When you reach the line containing "Identifiers to try" in the entries below, begin reproducing lines exactly, and stop once the line containing "of authorized identifiers." is done.

[Stored data entries]

----

//! Setup-time error types.
//!
//! Everything here is raised while building a controller. The per-frame and
//! per-step entry points never fail; a misconfigured machine is refused before
//! it can run.

use std::path::PathBuf;

use thiserror::Error;

/// The state table is inconsistent.
#[derive(Error, Debug, Clone, PartialEq, Eq)]
pub enum FsmError {
    /// The designated idle state was never registered.
    #[error("idle state {0} is not registered")]
    MissingIdle(String),

    /// Two states share the same id.
    #[error("state {0} is registered more than once")]
    DuplicateState(String),

    /// A transition list names a state that does not exist.
    #[error("state {from} lists unregistered transition target {to}")]
    UnknownTarget { from: String, to: String },
}

/// Tuning could not be read or is physically meaningless.
#[derive(Error, Debug)]
pub enum ConfigError {
    #[error("failed to read {}: {source}", path.display())]
    Io {
        path: PathBuf,
        #[source]
        source: std::io::Error,
    },

    #[error("failed to parse tuning: {0}")]
    Parse(#[from] toml::de::Error),

    #[error("failed to serialize tuning: {0}")]
    Serialize(#[from] toml::ser::Error),

    /// A value is out of its valid range.
    #[error("invalid tuning `{field}`: {reason}")]
    Invalid { field: &'static str, reason: String },
}

/// Anything that prevents a controller from starting.
#[derive(Error, Debug)]
pub enum SetupError {
    #[error(transparent)]
    Fsm(#[from] FsmError),

    #[error(transparent)]
    Config(#[from] ConfigError),

    /// The physics body has no usable state (non-finite values or no mass).
    #[error("physics body is not ready")]
    BodyNotReady,
}
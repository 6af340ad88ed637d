pub mod animation;
pub mod input;
pub mod sensor;
pub mod time;
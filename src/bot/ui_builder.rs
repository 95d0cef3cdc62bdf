//! Keyboard builders for command menus and inline actions.
//!
//! Callback payloads follow the `action:id[:sub[:value]]` convention that
//! `callback_handler` parses.

use teloxide::types::{
    InlineKeyboardButton, InlineKeyboardMarkup, KeyboardButton,
    KeyboardMarkup as ReplyKeyboardMarkup,
};

use crate::format::truncate;
use crate::wish::Wish;

/// Persistent reply keyboard for an active session.
pub fn active_reply_keyboard() -> ReplyKeyboardMarkup {
    let rows = vec![
        vec![
            KeyboardButton::new("/add"),
            KeyboardButton::new("/list"),
            KeyboardButton::new("/help"),
        ],
        vec![
            KeyboardButton::new("/edit"),
            KeyboardButton::new("/delete"),
            KeyboardButton::new("/others"),
        ],
        vec![
            KeyboardButton::new("/search"),
            KeyboardButton::new("/categories"),
            KeyboardButton::new("/export"),
        ],
        vec![KeyboardButton::new("/logout")],
    ];
    let mut markup = ReplyKeyboardMarkup::new(rows);
    markup.resize_keyboard = true;
    markup
}

/// Reply keyboard shown while logged out.
pub fn logged_out_reply_keyboard() -> ReplyKeyboardMarkup {
    let mut markup = ReplyKeyboardMarkup::new(vec![vec![KeyboardButton::new("/login")]]);
    markup.resize_keyboard = true;
    markup
}

/// Per-wish edit/delete buttons shown under a list chunk.
pub fn list_actions_keyboard(wishes: &[Wish]) -> InlineKeyboardMarkup {
    let rows: Vec<Vec<InlineKeyboardButton>> = wishes
        .iter()
        .map(|wish| {
            vec![
                InlineKeyboardButton::callback(
                    format!("✏️ {}", truncate(&wish.title, 18)),
                    format!("edit:{}", wish.id),
                ),
                InlineKeyboardButton::callback("❌", format!("delete:{}", wish.id)),
            ]
        })
        .collect();
    InlineKeyboardMarkup::new(rows)
}

/// Field-selection menu on the edit card.
pub fn edit_menu_keyboard(wish_id: i64, has_photo: bool) -> InlineKeyboardMarkup {
    let mut rows = vec![
        vec![InlineKeyboardButton::callback(
            "📝 Title",
            format!("edit:{wish_id}:title"),
        )],
        vec![
            InlineKeyboardButton::callback("🔗 Link", format!("edit:{wish_id}:link")),
            InlineKeyboardButton::callback("🗑️ Clear link", format!("edit:{wish_id}:link:clear")),
        ],
        vec![
            InlineKeyboardButton::callback("🏷️ Category", format!("edit:{wish_id}:category")),
            InlineKeyboardButton::callback(
                "💬 Description",
                format!("edit:{wish_id}:description"),
            ),
        ],
        vec![InlineKeyboardButton::callback(
            "⭐ Priority",
            format!("edit:{wish_id}:priority"),
        )],
    ];

    let mut photo_row = vec![InlineKeyboardButton::callback(
        "🖼️ Photo",
        format!("edit:{wish_id}:photo"),
    )];
    if has_photo {
        photo_row.push(InlineKeyboardButton::callback(
            "🗑️ Remove photo",
            format!("edit:{wish_id}:photo:clear"),
        ));
    }
    rows.push(photo_row);

    InlineKeyboardMarkup::new(rows)
}

/// One-of-five priority choice.
pub fn priority_menu_keyboard(wish_id: i64) -> InlineKeyboardMarkup {
    let choices: Vec<InlineKeyboardButton> = (1..=5)
        .map(|value| {
            InlineKeyboardButton::callback(
                value.to_string(),
                format!("edit:{wish_id}:priority:{value}"),
            )
        })
        .collect();
    InlineKeyboardMarkup::new(vec![
        choices,
        vec![InlineKeyboardButton::callback(
            "⬅️ Back",
            format!("edit:{wish_id}:back"),
        )],
    ])
}

/// Two-step delete confirmation.
pub fn delete_confirm_keyboard(wish_id: i64) -> InlineKeyboardMarkup {
    InlineKeyboardMarkup::new(vec![vec![
        InlineKeyboardButton::callback("Yes, delete", format!("delete:{wish_id}:confirm")),
        InlineKeyboardButton::callback("Cancel", format!("delete:{wish_id}:cancel")),
    ]])
}

/// Export format choice.
pub fn export_menu_keyboard() -> InlineKeyboardMarkup {
    InlineKeyboardMarkup::new(vec![vec![
        InlineKeyboardButton::callback("TXT", "export:txt"),
        InlineKeyboardButton::callback("CSV", "export:csv"),
    ]])
}
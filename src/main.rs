use std::sync::Arc;

use anyhow::Result;
use teloxide::dispatching::dialogue::{self, InMemStorage};
use teloxide::prelude::*;
use tracing::info;

use wishbot::bot;
use wishbot::config::Config;
use wishbot::dialogue::FlowState;
use wishbot::session::SessionManager;
use wishbot::storage::{JsonStore, PgStore, Store};

#[tokio::main]
async fn main() -> Result<()> {
    // Load environment variables from .env file
    dotenv::dotenv().ok();

    tracing_subscriber::fmt()
        .with_env_filter(
            tracing_subscriber::EnvFilter::try_from_default_env()
                .unwrap_or_else(|_| tracing_subscriber::EnvFilter::new("info")),
        )
        .init();

    info!("Starting Wishbot");

    let config = Config::from_env()?;

    // Pick the storage backend: Postgres when DATABASE_URL is set,
    // otherwise the JSON document next to the binary.
    let store = match &config.database_url {
        Some(url) => {
            info!("Using Postgres storage backend");
            Store::Postgres(PgStore::connect(url).await?)
        }
        None => {
            info!(path = %config.data_file.display(), "Using JSON storage backend");
            Store::Json(JsonStore::open(
                &config.data_file,
                &config.allow_list.numeric_ids(),
            )?)
        }
    };
    let store = Arc::new(store);
    let sessions = Arc::new(SessionManager::new(
        config.allow_list.clone(),
        Arc::clone(&store),
    ));

    let telegram_bot = Bot::new(&config.bot_token);

    info!("Bot initialized, starting dispatcher");

    let handler = dialogue::enter::<Update, InMemStorage<FlowState>, FlowState, _>()
        .branch(Update::filter_message().endpoint(bot::message_handler))
        .branch(Update::filter_callback_query().endpoint(bot::callback_handler));

    Dispatcher::builder(telegram_bot, handler)
        .dependencies(dptree::deps![
            store,
            sessions,
            InMemStorage::<FlowState>::new()
        ])
        .enable_ctrlc_handler()
        .build()
        .dispatch()
        .await;

    Ok(())
}
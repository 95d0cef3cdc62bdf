//! Configuration and identity resolution.
//!
//! The allow-list of authorized users is loaded once at process start from
//! the `AUTHORIZED_USER_IDS` environment variable. Identifiers are either
//! numeric Telegram user ids or `@handles`; both are kept in one canonical
//! set so membership checks are a plain lookup.

use std::collections::HashSet;
use std::env;
use std::path::PathBuf;

use anyhow::{Context, Result};
use tracing::warn;

pub const ENV_AUTHORIZED_USERS_KEY: &str = "AUTHORIZED_USER_IDS";
pub const DEFAULT_DATA_FILE: &str = "wishlist_data.json";

/// Normalize a raw identifier into its canonical form.
///
/// - leading/trailing whitespace is dropped;
/// - `@Handle` becomes `@handle`;
/// - purely numeric input is kept as-is;
/// - anything else is treated as a bare handle and gets the `@` prefix.
///
/// Returns `None` for empty input. Canonicalization is idempotent.
pub fn canonicalize_identifier(value: &str) -> Option<String> {
    let text = value.trim();
    if text.is_empty() {
        return None;
    }
    if let Some(rest) = text.strip_prefix('@') {
        return Some(format!("@{}", rest.to_lowercase()));
    }
    if text.chars().all(|c| c.is_ascii_digit()) {
        return Some(text.to_string());
    }
    Some(format!("@{}", text.to_lowercase()))
}

/// A user identity as seen on an inbound update.
#[derive(Debug, Clone, PartialEq, Eq)]
pub struct Identity {
    pub user_id: i64,
    pub username: Option<String>,
}

impl Identity {
    pub fn new(user_id: i64, username: Option<String>) -> Self {
        Self { user_id, username }
    }

    /// Identifiers to try against the allow-list, in match order:
    /// the numeric id first, then the `@handle` when known.
    pub fn candidates(&self) -> Vec<String> {
        let mut out = vec![self.user_id.to_string()];
        if let Some(username) = &self.username {
            out.push(format!("@{username}"));
        }
        out
    }
}

/// Statically configured set of authorized identifiers.
#[derive(Debug, Clone, Default)]
pub struct AllowList {
    identifiers: HashSet<String>,
}

impl AllowList {
    pub fn parse(raw: &str) -> Self {
        let mut identifiers = HashSet::new();
        for chunk in raw.split(|c: char| c.is_whitespace() || c == ',') {
            if let Some(identifier) = canonicalize_identifier(chunk) {
                identifiers.insert(identifier);
            }
        }
        Self { identifiers }
    }

    pub fn is_empty(&self) -> bool {
        self.identifiers.is_empty()
    }

    /// Membership check for an already-canonical identifier.
    pub fn contains(&self, identifier: &str) -> bool {
        self.identifiers.contains(identifier)
    }

    /// Whether any of the identity's candidate identifiers is allowed.
    pub fn is_authorized(&self, identity: &Identity) -> bool {
        self.matched_identifier(identity).is_some()
    }

    /// The first canonical candidate present in the allow-list, if any.
    pub fn matched_identifier(&self, identity: &Identity) -> Option<String> {
        identity
            .candidates()
            .iter()
            .filter_map(|raw| canonicalize_identifier(raw))
            .find(|canonical| self.identifiers.contains(canonical))
    }

    /// Numeric ids from the allow-list, used to seed per-user wish lists
    /// and to pick the partner list for /others.
    pub fn numeric_ids(&self) -> Vec<i64> {
        let mut ids: Vec<i64> = self
            .identifiers
            .iter()
            .filter_map(|identifier| identifier.parse::<i64>().ok())
            .collect();
        ids.sort_unstable();
        ids
    }

    /// The first authorized numeric user other than `current`, if any.
    pub fn select_other_user(&self, current: i64) -> Option<i64> {
        self.numeric_ids().into_iter().find(|id| *id != current)
    }
}

/// Process configuration, loaded once at startup.
#[derive(Debug, Clone)]
pub struct Config {
    pub bot_token: String,
    pub allow_list: AllowList,
    /// Postgres connection string; when absent the JSON file backend is used.
    pub database_url: Option<String>,
    pub data_file: PathBuf,
}

impl Config {
    pub fn from_env() -> Result<Self> {
        let bot_token = env::var("TELEGRAM_BOT_TOKEN")
            .context("TELEGRAM_BOT_TOKEN must be set")?
            .trim()
            .to_string();

        let allow_list = AllowList::parse(
            &env::var(ENV_AUTHORIZED_USERS_KEY).unwrap_or_default(),
        );
        if allow_list.is_empty() {
            warn!(
                "No authorized Telegram users configured. Set {} to allow access.",
                ENV_AUTHORIZED_USERS_KEY
            );
        }

        let database_url = env::var("DATABASE_URL").ok().filter(|v| !v.trim().is_empty());
        let data_file = env::var("WISHBOT_DATA_FILE")
            .map(PathBuf::from)
            .unwrap_or_else(|_| PathBuf::from(DEFAULT_DATA_FILE));

        Ok(Self {
            bot_token,
            allow_list,
            database_url,
            data_file,
        })
    }
}
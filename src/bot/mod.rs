//! Bot module for handling Telegram interactions
//!
//! This module is split into several submodules for better organization:
//! - `message_handler`: Handles incoming commands, flow input and photos
//! - `callback_handler`: Handles inline keyboard callback queries
//! - `ui_builder`: Creates keyboards
//! - `dialogue_manager`: Maps flow transitions onto sends and store calls

pub mod callback_handler;
pub mod dialogue_manager;
pub mod message_handler;
pub mod ui_builder;

// Re-export main handler functions for use in main.rs
pub use callback_handler::callback_handler;
pub use message_handler::message_handler;

// Re-export utility functions that might be used elsewhere
pub use callback_handler::{parse_callback, CallbackAction, CallbackParseError, ExportFormat};
pub use dialogue_manager::show_edit_card;
pub use message_handler::send_wish_list;
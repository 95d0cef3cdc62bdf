//! Wish and session persistence.
//!
//! Two interchangeable backends sit behind the [`Store`] enum: a single
//! JSON document guarded by one async mutex, and a Postgres database where
//! every mutation is one transactionally-scoped statement. Callers cannot
//! tell them apart; handlers receive an `Arc<Store>` so tests can inject a
//! throwaway file-backed store.

pub mod json;
pub mod postgres;

use anyhow::Result;
use chrono::{DateTime, Utc};
use serde::{Deserialize, Serialize};

use crate::wish::{Wish, WishDraft, WishUpdate};

pub use json::JsonStore;
pub use postgres::PgStore;

/// Persisted per-user session flag. Authoritative over any in-memory
/// conversational cursor.
#[derive(Debug, Clone, PartialEq, Serialize, Deserialize)]
pub struct SessionRecord {
    pub is_active: bool,
    pub updated_at: DateTime<Utc>,
}

/// Backend dispatch. All operations are scoped by `owner_id`; ids from a
/// different owner never match.
pub enum Store {
    Json(JsonStore),
    Postgres(PgStore),
}

impl Store {
    /// Assign an id, persist the draft and return the stored record.
    pub async fn create_wish(&self, owner_id: i64, draft: WishDraft) -> Result<Wish> {
        match self {
            Store::Json(store) => store.create_wish(owner_id, draft).await,
            Store::Postgres(store) => store.create_wish(owner_id, draft).await,
        }
    }

    pub async fn get_wish(&self, owner_id: i64, wish_id: i64) -> Result<Option<Wish>> {
        match self {
            Store::Json(store) => store.get_wish(owner_id, wish_id).await,
            Store::Postgres(store) => store.get_wish(owner_id, wish_id).await,
        }
    }

    /// All wishes of one owner. Display ordering is the presentation
    /// layer's concern.
    pub async fn list_wishes(&self, owner_id: i64) -> Result<Vec<Wish>> {
        match self {
            Store::Json(store) => store.list_wishes(owner_id).await,
            Store::Postgres(store) => store.list_wishes(owner_id).await,
        }
    }

    /// Read-modify-write of a single field. Returns `None` when the record
    /// does not exist for that owner.
    pub async fn update_wish(
        &self,
        owner_id: i64,
        wish_id: i64,
        update: &WishUpdate,
    ) -> Result<Option<Wish>> {
        match self {
            Store::Json(store) => store.update_wish(owner_id, wish_id, update).await,
            Store::Postgres(store) => store.update_wish(owner_id, wish_id, update).await,
        }
    }

    /// `Ok(false)` means "nothing to delete"; errors mean the backend
    /// itself failed.
    pub async fn delete_wish(&self, owner_id: i64, wish_id: i64) -> Result<bool> {
        match self {
            Store::Json(store) => store.delete_wish(owner_id, wish_id).await,
            Store::Postgres(store) => store.delete_wish(owner_id, wish_id).await,
        }
    }

    /// Distinct non-empty category labels across all owners, case
    /// preserved, sorted case-insensitively.
    pub async fn collect_categories(&self) -> Result<Vec<String>> {
        match self {
            Store::Json(store) => store.collect_categories().await,
            Store::Postgres(store) => store.collect_categories().await,
        }
    }

    pub async fn mark_session_active(&self, user_id: i64) -> Result<()> {
        match self {
            Store::Json(store) => store.set_session(user_id, true).await,
            Store::Postgres(store) => store.set_session(user_id, true).await,
        }
    }

    pub async fn mark_session_inactive(&self, user_id: i64) -> Result<()> {
        match self {
            Store::Json(store) => store.set_session(user_id, false).await,
            Store::Postgres(store) => store.set_session(user_id, false).await,
        }
    }

    /// Missing session records read as inactive.
    pub async fn is_session_active(&self, user_id: i64) -> Result<bool> {
        match self {
            Store::Json(store) => store.is_session_active(user_id).await,
            Store::Postgres(store) => store.is_session_active(user_id).await,
        }
    }
}

/// Sort category labels in place: case-insensitive order, case preserved.
pub(crate) fn sort_categories(categories: &mut Vec<String>) {
    categories.sort_by(|a, b| a.to_lowercase().cmp(&b.to_lowercase()));
}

----

_Task response_.
    /// Identifiers to try against the allow-list, in match order:
    /// the numeric id first, then the `@handle` when known.
    pub fn candidates(&self) -> Vec<String> {
        let mut out = vec![self.user_id.to_string()];
        if let Some(username) = &self.username {
            out.push(format!("@{username}"));
        }
        out
    }
}

/// Statically configured set of authorized identifiers.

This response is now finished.